The Price equation has been very useful because any evolving system, anywhere, must obey it. Price himself was primarily interested in the evolution of behavior, and many of the recent applications focus on things like the evolution of altruism. It is also possible to use this equation do derive the main results of quantitative genetics, and it is useful for studying cases in which selection acts simultaneously at different levels of organization.
Though the Price equation makes no simplifying assumptions, it does impose some limitations. Most notably, we need to know the exact value of each individual's fitness, and the exact degree to which their offspring differ from them phenotypically. This creates a problem, since before reproduction takes place, we can not know for sure how many offspring an individual will leave, or exactly what they will look like. Thus, Price's equation is exact only in hindsight; after reproduction has taken place (another way to say this is to say that the equation is deterministic).

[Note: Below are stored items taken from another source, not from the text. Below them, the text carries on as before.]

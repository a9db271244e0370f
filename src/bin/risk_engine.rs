//! Command-line entry point for the portfolio risk engine.
//!
//! Loads market closes and a portfolio table, derives historical shocks,
//! and reports Historical VaR/ES, Monte-Carlo VaR/ES, and portfolio Greeks.

use std::process::ExitCode;

use clap::{Parser, ValueEnum};
use tracing::{error, info};
use tracing_subscriber::{layer::SubscriberExt, util::SubscriberInitExt};

use openvar::loaders::{compute_shocks, load_closes_csv, load_portfolio_csv};
use openvar::math::{sample_covariance, sample_mean, CholeskyMode};
use openvar::report::build_report;
use openvar::risk::{compute_greeks, historical_var_es, monte_carlo_var_es, McParams};

#[derive(Debug, Clone, Copy, PartialEq, Eq, ValueEnum)]
enum OutputFormat {
    Text,
    Json,
}

/// Portfolio market-risk engine.
#[derive(Debug, Parser)]
#[command(name = "risk_engine", version, about)]
struct Cli {
    /// Portfolio CSV path.
    #[arg(short, long)]
    portfolio: std::path::PathBuf,

    /// Market closes CSV path.
    #[arg(short, long)]
    market: std::path::PathBuf,

    /// VaR confidence level in (0, 1).
    #[arg(long, default_value_t = 0.99)]
    alpha: f64,

    /// Monte-Carlo horizon in days.
    #[arg(long, default_value_t = 1.0)]
    horizon: f64,

    /// Monte-Carlo path count.
    #[arg(long, default_value_t = 200_000)]
    paths: usize,

    /// Monte-Carlo base seed.
    #[arg(long, default_value_t = 123_456_789)]
    seed: u64,

    /// Monte-Carlo worker threads; 0 selects the hardware parallelism.
    #[arg(long, default_value_t = 0)]
    threads: usize,

    /// Fail on semi-definite covariance instead of zeroing degenerate
    /// directions.
    #[arg(long)]
    strict_cholesky: bool,

    /// Report output format.
    #[arg(long, value_enum, default_value = "text")]
    format: OutputFormat,
}

fn run(cli: &Cli) -> Result<(), Box<dyn std::error::Error>> {
    let market = load_closes_csv(&cli.market)?;
    let factors = market.universe.len();
    info!(
        path = %cli.market.display(),
        rows = market.rows(),
        tickers = factors,
        "loaded market data"
    );

    let shocks = compute_shocks(&market.closes_flat, market.rows(), factors)?;
    let scenarios = market.rows() - 1;

    let book = load_portfolio_csv(&cli.portfolio, factors)?;
    if book.is_empty() {
        return Err("portfolio CSV produced no instruments".into());
    }
    let options = book.option_count();
    info!(
        path = %cli.portfolio.display(),
        instruments = book.len(),
        equities = book.len() - options,
        options,
        "loaded portfolio"
    );

    let historical = historical_var_es(&book, &market.universe, &shocks, scenarios, cli.alpha)?;

    let mu = sample_mean(&shocks, scenarios, factors)?;
    let cov = sample_covariance(&shocks, &mu, scenarios, factors)?;

    let params = McParams {
        paths: cli.paths,
        seed: cli.seed,
        threads: cli.threads,
        cholesky: if cli.strict_cholesky {
            CholeskyMode::Strict
        } else {
            CholeskyMode::Tolerant
        },
    };
    let monte_carlo = monte_carlo_var_es(
        &book,
        &market.universe,
        &mu,
        &cov,
        cli.horizon,
        cli.alpha,
        &params,
    )?;

    let greeks = compute_greeks(&book, None);
    let report = build_report(
        &book,
        &market.universe,
        &greeks,
        historical,
        monte_carlo,
        cli.alpha,
        cli.horizon,
    );

    match cli.format {
        OutputFormat::Text => print!("{}", report.to_text()),
        OutputFormat::Json => println!("{}", report.to_json()?),
    }
    Ok(())
}

fn main() -> ExitCode {
    tracing_subscriber::registry()
        .with(tracing_subscriber::fmt::layer().with_writer(std::io::stderr))
        .with(tracing_subscriber::EnvFilter::from_default_env())
        .init();

    let cli = Cli::parse();
    match run(&cli) {
        Ok(()) => ExitCode::SUCCESS,
        Err(err) => {
            error!("failed to compute risk metrics: {err}");
            ExitCode::FAILURE
        }
    }
}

It has long been recognized that evolution is a stochastic process, involving both predictable and unpredictable elements. The most well known stochastic evolutionary process is genetic drift, which plays a very important role in molecular evolution. The fact that the Price equation is deterministic thus limits its ability to serve as a unifying principle for all evolutionary processes. The starting point for a truly general axiomatic theory of evolution is thus to derive a result analogous to the price equation, but for which each individual has a distribution of possible fitness values and another distribution of possible offspring phenotypes. In order to do this, both fitness and offspring phenotype must be treated not as specific values, but as random variables.